日本では高校までの公立の教育は無料ですが、教科書代、制服代、修学旅行費、給食費など、家庭が負担しなければならない費用があります。しかし、公立の教育は最も安価なルートであるため、教育を受けるための唯一の選択肢なのです。日本にいる庇護希望者は、仮放免が就労を認めていないことから経済的にバイリンガルスクールや英語ベースの学校に通う余裕がなく、オジーも例外ではありません。その結果、UNHCRは、難民の子どもたちは学力や社会性の違いから日本の教育システムに移行するのに苦労することが多いと述べています。オジーは最初の2年間言葉の壁からクラスメートとうまくコミュニケーションが取れず、その移行に苦労しました。オジーは「どうしても必要なときか、グループワークのときしか、コミュニケーションを取ってくれなかった。言葉の壁があったから。言葉の壁が私達が話すのを妨げちゃうのは、最初から分かっていたんだけど。」と説明します。

その結果、日本での1年目の終わりに親友が卒業してオジーの元を去ったのをきっかけに、オジーはうつ病を経験しました。

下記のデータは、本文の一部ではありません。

use crate::i18n::locales::{is_supported, load_translations};
use serde_json::Value;
use std::cell::RefCell;

pub struct I18nBundle {
    pub lang: String,
    pub translations: Value,
}

fn build_bundle(lang: &str) -> Option<I18nBundle> {
    if !is_supported(lang) {
        return None;
    }
    let translations = load_translations(lang)?;
    Some(I18nBundle {
        lang: lang.to_string(),
        translations,
    })
}

fn empty_bundle() -> I18nBundle {
    I18nBundle {
        lang: "en".to_string(),
        translations: Value::Object(serde_json::Map::new()),
    }
}

thread_local! {
    pub(super) static CURRENT: RefCell<I18nBundle> =
        RefCell::new(build_bundle("en").unwrap_or_else(empty_bundle));
}

pub(super) fn with_bundle<R>(f: impl FnOnce(&I18nBundle) -> R) -> R {
    CURRENT.with(|cell| f(&cell.borrow()))
}

/// Set the current language for internationalization
///
/// Unknown codes are ignored. In the browser the `<html lang>` attribute is
/// updated to match.
pub fn set_lang(lang: &str) {
    let Some(bundle) = build_bundle(lang) else {
        log::warn!("ignoring unsupported locale {lang:?}");
        return;
    };
    CURRENT.with(|cell| cell.replace(bundle));
    #[cfg(target_arch = "wasm32")]
    {
        if let Some(el) = web_sys::window()
            .and_then(|w| w.document())
            .and_then(|doc| doc.document_element())
        {
            with_bundle(|read| {
                let _ = el.set_attribute("lang", &read.lang);
            });
        }
    }
}

/// Get the current active language code
#[must_use]
pub fn current_lang() -> String {
    with_bundle(|bundle| bundle.lang.clone())
}
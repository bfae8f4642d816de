pub mod replay;
pub mod reports;
pub mod source;

pub use replay::ReplayPlan;
pub use reports::BoardReport;
pub use source::FileQuestSource;
//! Board controller owning every quest row and the aggregate ledger.
//!
//! Input is delivered as [`BoardMsg`]. Rows turn messages into
//! [`RowEvent`]s and the board folds those into a fresh [`DiceLedger`].
use crate::ledger::{DiceLedger, DicePair};
use crate::quest::QuestBook;
use crate::rolling::{RollingSummary, rolling_summaries};
use crate::row::{QuestRow, RowEvent};
use serde::{Deserialize, Serialize};
use thiserror::Error;

/// User input addressed to one quest row.
#[derive(Debug, Clone, PartialEq, Eq, Serialize, Deserialize)]
pub enum BoardMsg {
    /// New text typed into the progress field.
    Progress { quest: String, raw: String },
    /// The "include in total" checkbox changed.
    Include { quest: String, included: bool },
}

impl BoardMsg {
    #[must_use]
    pub fn quest(&self) -> &str {
        match self {
            Self::Progress { quest, .. } | Self::Include { quest, .. } => quest,
        }
    }
}

#[derive(Debug, Clone, Error, PartialEq, Eq)]
pub enum BoardError {
    #[error("no tracked quest named {0:?}")]
    UnknownQuest(String),
}

#[derive(Debug, Clone, PartialEq, Eq, Default, Serialize, Deserialize)]
pub struct QuestBoard {
    rows: Vec<QuestRow>,
    rolling: Vec<RollingSummary>,
    ledger: DiceLedger,
}

impl QuestBoard {
    /// Build rows for every tracked quest and seed the ledger with the
    /// required ones at zero progress. Optional quests stay out of the
    /// ledger until first toggled.
    #[must_use]
    pub fn new(book: &QuestBook) -> Self {
        let rows: Vec<QuestRow> = book.tracked().cloned().map(QuestRow::new).collect();
        let ledger = rows
            .iter()
            .filter(|row| !row.quest().optional)
            .map(|row| (row.name().to_string(), row.contribution()))
            .collect();
        Self {
            rows,
            rolling: rolling_summaries(book),
            ledger,
        }
    }

    /// Apply one input message.
    ///
    /// # Errors
    ///
    /// Returns `BoardError::UnknownQuest` when the message names a quest
    /// without a row; the board is left untouched.
    pub fn apply(&mut self, msg: &BoardMsg) -> Result<Option<RowEvent>, BoardError> {
        let row = self
            .rows
            .iter_mut()
            .find(|row| row.name() == msg.quest())
            .ok_or_else(|| BoardError::UnknownQuest(msg.quest().to_string()))?;
        let event = match msg {
            BoardMsg::Progress { raw, .. } => row.set_progress(raw),
            BoardMsg::Include { included, .. } => row.set_included(*included),
        };
        if let Some(RowEvent::ContributionChanged { quest, pair }) = &event {
            self.ledger = self.ledger.with_contribution(quest, *pair);
        }
        Ok(event)
    }

    /// Return a copy of the board with `msg` applied.
    ///
    /// # Errors
    ///
    /// See [`QuestBoard::apply`].
    pub fn applied(&self, msg: &BoardMsg) -> Result<Self, BoardError> {
        let mut next = self.clone();
        next.apply(msg)?;
        Ok(next)
    }

    #[must_use]
    pub fn rows(&self) -> &[QuestRow] {
        &self.rows
    }

    #[must_use]
    pub fn row(&self, quest: &str) -> Option<&QuestRow> {
        self.rows.iter().find(|row| row.name() == quest)
    }

    #[must_use]
    pub fn rolling(&self) -> &[RollingSummary] {
        &self.rolling
    }

    #[must_use]
    pub const fn ledger(&self) -> &DiceLedger {
        &self.ledger
    }

    #[must_use]
    pub fn totals(&self) -> DicePair {
        self.ledger.total()
    }
}
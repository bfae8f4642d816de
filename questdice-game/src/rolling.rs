//! Static summaries for quests that pay out from rolling.
use crate::quest::{Quest, QuestBook};
use serde::{Deserialize, Serialize};

#[derive(Debug, Clone, PartialEq, Eq, Serialize, Deserialize)]
pub struct RollingSummary {
    pub name: String,
    pub total_dice: u32,
    /// First and last threshold; `None` when the quest has no breakpoints.
    pub range: Option<(u32, u32)>,
}

impl RollingSummary {
    #[must_use]
    pub fn from_quest(quest: &Quest) -> Self {
        let thresholds = quest.breakpoints.thresholds();
        let range = thresholds.first().copied().zip(thresholds.last().copied());
        Self {
            name: quest.name.clone(),
            total_dice: quest.total_dice(),
            range,
        }
    }
}

#[must_use]
pub fn rolling_summaries(book: &QuestBook) -> Vec<RollingSummary> {
    book.rolling().map(RollingSummary::from_quest).collect()
}

#[cfg(test)]
mod tests {
    use super::*;
    use crate::quest::Breakpoints;

    fn rolling(name: &str, bp: Breakpoints) -> Quest {
        Quest {
            name: name.to_string(),
            optional: false,
            from_rolling: true,
            placeholder_text: String::new(),
            breakpoints: bp,
        }
    }

    #[test]
    fn summary_spans_first_to_last_threshold() {
        let summary =
            RollingSummary::from_quest(&rolling("Laps", Breakpoints::new(&[5, 25, 80], &[1, 2, 5])));
        assert_eq!(summary.total_dice, 8);
        assert_eq!(summary.range, Some((5, 80)));
    }

    #[test]
    fn single_and_empty_breakpoints() {
        let one = RollingSummary::from_quest(&rolling("One", Breakpoints::new(&[7], &[3])));
        assert_eq!(one.range, Some((7, 7)));
        let none = RollingSummary::from_quest(&rolling("None", Breakpoints::default()));
        assert_eq!(none.range, None);
        assert_eq!(none.total_dice, 0);
    }

    #[test]
    fn only_rolling_quests_are_summarized() {
        let mut tracked = rolling("Tracked", Breakpoints::new(&[1], &[1]));
        tracked.from_rolling = false;
        let book = QuestBook(vec![
            tracked,
            rolling("Laps", Breakpoints::new(&[2], &[2])),
        ]);
        let summaries = rolling_summaries(&book);
        assert_eq!(summaries.len(), 1);
        assert_eq!(summaries[0].name, "Laps");
    }
}
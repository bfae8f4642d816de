mod bundle;
mod locales;
mod render;

pub use bundle::{I18nBundle, current_lang, set_lang};
pub use locales::{LocaleMeta, locales};
pub use render::{t, tr};
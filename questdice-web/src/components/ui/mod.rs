pub mod dice_totals;
pub mod progress_bar;
pub mod quest_card;
pub mod rolling_list;
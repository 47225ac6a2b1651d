//! Errors rendered as html pages by ntex.
//!
//! Mutations called by htmx report failures through
//! [hx_error_response](super::utils::hx_error_response) instead; these
//! cover pages, extractors and broken widgets.

use super::templates;
use derive_more::{Display, Error};
use log::{error, warn};
use ntex::{http, web};

fn error_page(
    status: http::StatusCode,
    template_name: &str,
    context: &tera::Context,
    fallback: String,
) -> web::HttpResponse {
    web::HttpResponse::build(status)
        .content_type("text/html; charset=utf-8")
        .body(
            templates::WEB_TEMPLATES
                .render(template_name, context)
                .unwrap_or(fallback),
        )
}

#[derive(Debug, Display, Error)]
pub enum UserError {
    #[display("page not found")]
    UrlNotFound,
    #[display("please sign in")]
    Unauthorized,
    #[display("invalid form values: {_0}")]
    FormInputValueError(#[error(not(source))] String),
}

impl UserError {
    fn template_name(&self) -> &'static str {
        match self {
            UserError::UrlNotFound => "errors/url_not_found.html",
            UserError::Unauthorized => "errors/need_login.html",
            UserError::FormInputValueError(_) => "errors/invalid_input_values.html",
        }
    }
}

impl web::error::WebResponseError for UserError {
    fn error_response(&self, req: &web::HttpRequest) -> web::HttpResponse {
        warn!("{} {}: {self}", req.method(), req.path());

        let mut context = tera::Context::new();
        context.insert("msg_details", &self.to_string());

        error_page(
            self.status_code(),
            self.template_name(),
            &context,
            self.to_string(),
        )
    }

    fn status_code(&self) -> http::StatusCode {
        match *self {
            UserError::UrlNotFound => http::StatusCode::NOT_FOUND,
            UserError::Unauthorized => http::StatusCode::UNAUTHORIZED,
            UserError::FormInputValueError(_) => http::StatusCode::BAD_REQUEST,
        }
    }
}

#[derive(Debug, Display, Error)]
pub enum ServerError {
    #[display("[TemplateError] {_0}")]
    TemplateError(#[error(not(source))] String),
    #[display("[WidgetTemplateError] {_0}")]
    WidgetTemplateError(#[error(not(source))] String),
    #[display("[ExternalServiceError] {_0}")]
    ExternalServiceError(#[error(not(source))] String),
    #[display("[InternalServerError] {_0}")]
    InternalServerError(#[error(not(source))] String),
    #[display("[InvalidCsrfToken]")]
    InvalidCsrfToken,
}

impl web::error::WebResponseError for ServerError {
    fn error_response(&self, req: &web::HttpRequest) -> web::HttpResponse {
        error!("{} {}: {self}", req.method(), req.path());

        let template_name = match self {
            ServerError::WidgetTemplateError(_) => "errors/widget_page_err.html",
            ServerError::ExternalServiceError(_) => "errors/backend_unavailable.html",
            _ => "errors/internal_error.html",
        };

        // internal details stay in the logs
        error_page(
            self.status_code(),
            template_name,
            &tera::Context::new(),
            "PetGlow is not available right now".into(),
        )
    }

    fn status_code(&self) -> http::StatusCode {
        match *self {
            // htmx only swaps 2xx responses
            ServerError::WidgetTemplateError(_) => http::StatusCode::ACCEPTED,
            ServerError::ExternalServiceError(_) => http::StatusCode::BAD_GATEWAY,
            ServerError::InvalidCsrfToken => http::StatusCode::FORBIDDEN,
            _ => http::StatusCode::INTERNAL_SERVER_ERROR,
        }
    }
}
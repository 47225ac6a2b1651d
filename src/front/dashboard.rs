use log::error;
use ntex::web;

use crate::{
    api,
    front::{AppState, session, utils},
};

#[web::get("/dashboard")]
async fn get_dashboard_view(
    web_session: session::WebAppSession,
    app_state: web::types::State<AppState>,
    cookie: ntex_session::Session,
) -> Result<impl web::Responder, web::Error> {
    let dashboard = api::dashboard::get_dashboard(&app_state.user_repo(&web_session))
        .await
        .unwrap_or_else(|e| {
            error!("dashboard couldnt be loaded: {e}");
            api::dashboard::Dashboard::default()
        });

    let mut context = utils::page_context("dashboard", &web_session, &cookie);
    context.insert("stats", &dashboard.stats);
    context.insert("recent_pets", &dashboard.recent_pets);

    utils::render_page("dashboard.html", &context)
}
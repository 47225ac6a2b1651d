//! Pet hotel board: drag gestures span two requests, the held card is kept
//! in the cookie session between them.

use log::{error, warn};
use ntex::web;

use crate::{
    api::{
        self,
        board::StatusBoard,
        drag::{DragController, DragError},
    },
    consts,
    front::{AppState, errors, forms, middleware, session, utils},
    models::booking::BookingStatus,
};

fn load_controller(cookie: &ntex_session::Session) -> DragController {
    cookie
        .get::<DragController>(consts::DRAG_STATE_COOKIE_NAME)
        .ok()
        .flatten()
        .unwrap_or_default()
}

fn store_controller(
    cookie: &ntex_session::Session,
    controller: &DragController,
) -> Result<(), web::Error> {
    cookie
        .set(consts::DRAG_STATE_COOKIE_NAME, controller)
        .map_err(|e| {
            errors::ServerError::InternalServerError(format!("drag state couldnt be stored: {e}"))
                .into()
        })
}

fn board_widget(board: &StatusBoard) -> Result<String, web::Error> {
    let mut context = tera::Context::new();
    context.insert("board", board);
    context.insert("total_cards", &board.total_cards());

    utils::render_widget("widgets/board.html", &context)
}

async fn fetch_board(app_state: &AppState, web_session: &session::WebAppSession) -> StatusBoard {
    api::board::load_board(&app_state.user_repo(web_session))
        .await
        .unwrap_or_else(|e| {
            error!("board couldnt be loaded: {e}");
            StatusBoard::default()
        })
}

/// Board page, loading it drops any gesture a lost cancel left held
#[web::get("")]
async fn get_hotel_view(
    web_session: session::WebAppSession,
    app_state: web::types::State<AppState>,
    cookie: ntex_session::Session,
) -> Result<impl web::Responder, web::Error> {
    store_controller(&cookie, &DragController::default())?;

    let board = fetch_board(&app_state, &web_session).await;

    let mut context = utils::page_context("hotel", &web_session, &cookie);
    context.insert("board", &board);
    context.insert("total_cards", &board.total_cards());

    utils::render_page("hotel.html", &context)
}

/// Board widget, reloaded on `bookingUpdated` and by the refresh button
#[web::get("/board")]
async fn get_board(
    web_session: session::WebAppSession,
    app_state: web::types::State<AppState>,
) -> Result<impl web::Responder, web::Error> {
    Ok(web::HttpResponse::Ok()
        .content_type("text/html; charset=utf-8")
        .body(board_widget(&fetch_board(&app_state, &web_session).await)?))
}

#[web::post("/drag/start")]
async fn start_drag(
    _: session::WebAppSession,
    _: middleware::csrf_token::CsrfToken,
    cookie: ntex_session::Session,
    form: web::types::Form<forms::hotel::DragStartForm>,
) -> Result<impl web::Responder, web::Error> {
    let origin = form
        .origin()
        .map_err(|e| errors::UserError::FormInputValueError(e.to_string()))?;

    let mut controller = load_controller(&cookie);
    if let Err(e) = controller.begin_drag(form.card(), origin) {
        warn!("drag of {} rejected: {e}", form.id);
        return Ok(utils::hx_error_response(&e.to_string()));
    }
    store_controller(&cookie, &controller)?;

    Ok(web::HttpResponse::NoContent().finish())
}

#[web::post("/drag/cancel")]
async fn cancel_drag(
    _: session::WebAppSession,
    _: middleware::csrf_token::CsrfToken,
    cookie: ntex_session::Session,
) -> Result<impl web::Responder, web::Error> {
    let mut controller = load_controller(&cookie);
    controller.cancel();
    store_controller(&cookie, &controller)?;

    Ok(web::HttpResponse::NoContent().finish())
}

/// Resolves the held card on the `status` column and answers with the
/// refetched board
#[web::post("/drop/{status}")]
async fn drop_on_column(
    web_session: session::WebAppSession,
    _: middleware::csrf_token::CsrfToken,
    app_state: web::types::State<AppState>,
    cookie: ntex_session::Session,
    path: web::types::Path<(String,)>,
) -> Result<impl web::Responder, web::Error> {
    let target = path
        .0
        .parse::<BookingStatus>()
        .map_err(|e| errors::UserError::FormInputValueError(e.to_string()))?;

    let mut controller = load_controller(&cookie);
    let repo = app_state.user_repo(&web_session);
    let settled = api::drag::drop_and_refetch(&mut controller, target, &repo).await;
    store_controller(&cookie, &controller)?;

    let mut response = web::HttpResponse::Ok();
    response.content_type("text/html; charset=utf-8");

    match &settled.outcome {
        Ok(_) => {}
        Err(DragError::NotDragging) => warn!("drop on {target} without a held card"),
        Err(e) => {
            response.set_header("HX-Trigger", utils::hx_error_trigger(&e.to_string()));
        }
    }

    Ok(response.body(board_widget(&settled.board)?))
}

/// Deletion is confirmed on the client before this is called
#[web::delete("/booking/{booking_id}")]
async fn delete_booking(
    web_session: session::WebAppSession,
    _: middleware::csrf_token::CsrfToken,
    app_state: web::types::State<AppState>,
    path: web::types::Path<(i64,)>,
) -> Result<impl web::Responder, web::Error> {
    let (booking_id,) = path.into_inner();

    if let Err(e) = api::board::delete_booking(booking_id, &app_state.user_repo(&web_session)).await {
        error!("booking {booking_id} couldnt be deleted: {e}");
        return Ok(utils::hx_error_response(&format!(
            "Error deleting booking: {e}"
        )));
    }

    Ok(web::HttpResponse::Ok()
        .set_header("HX-Trigger", "bookingUpdated")
        .body(""))
}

さらに、日本での高等教育はより良い雇用の可能性を得るためには不可欠ですが、政府やNGOの支援がない限り、難民が進学することは経済的に難しいのです。仮放免のため就労許可がないオジーと家族のような難民は、生きていくために政府や団体に頼らざるをえません。例えば、衣食住は基本的な生活必需品ですが、お金がなければ手に入れることは不可能なため支援が必要です。したがって、基本的な生活必需品さえも手に入れることが困難な家族は、高等教育は経済的に選択肢にすら入りません。さらに、日本で高等教育(オジーの場合は学士号)に進むには在留カードが必要ですが、仮放免の人は持っていません。オジーが希望する高等教育に進むためには、在留カードと経済的な安定が必要なのです。「大学に行けるかどうかも分からない」と不安を語ります。高等教育に進むことができないという状況は、難民とその子どもたちに日々の生活費を稼ぐことだけを強いることになり、「世代から世代への貧困の連鎖 」を助長します。オジーは母親と同じように仮放免で制限を受けています。オジーも母親も働くことができないため経済的に不安定になるリスクがあり、その結果、社会や経済に貢献する能力と意志があるにもかかわらず、依存しなければならなくなってしまうのです。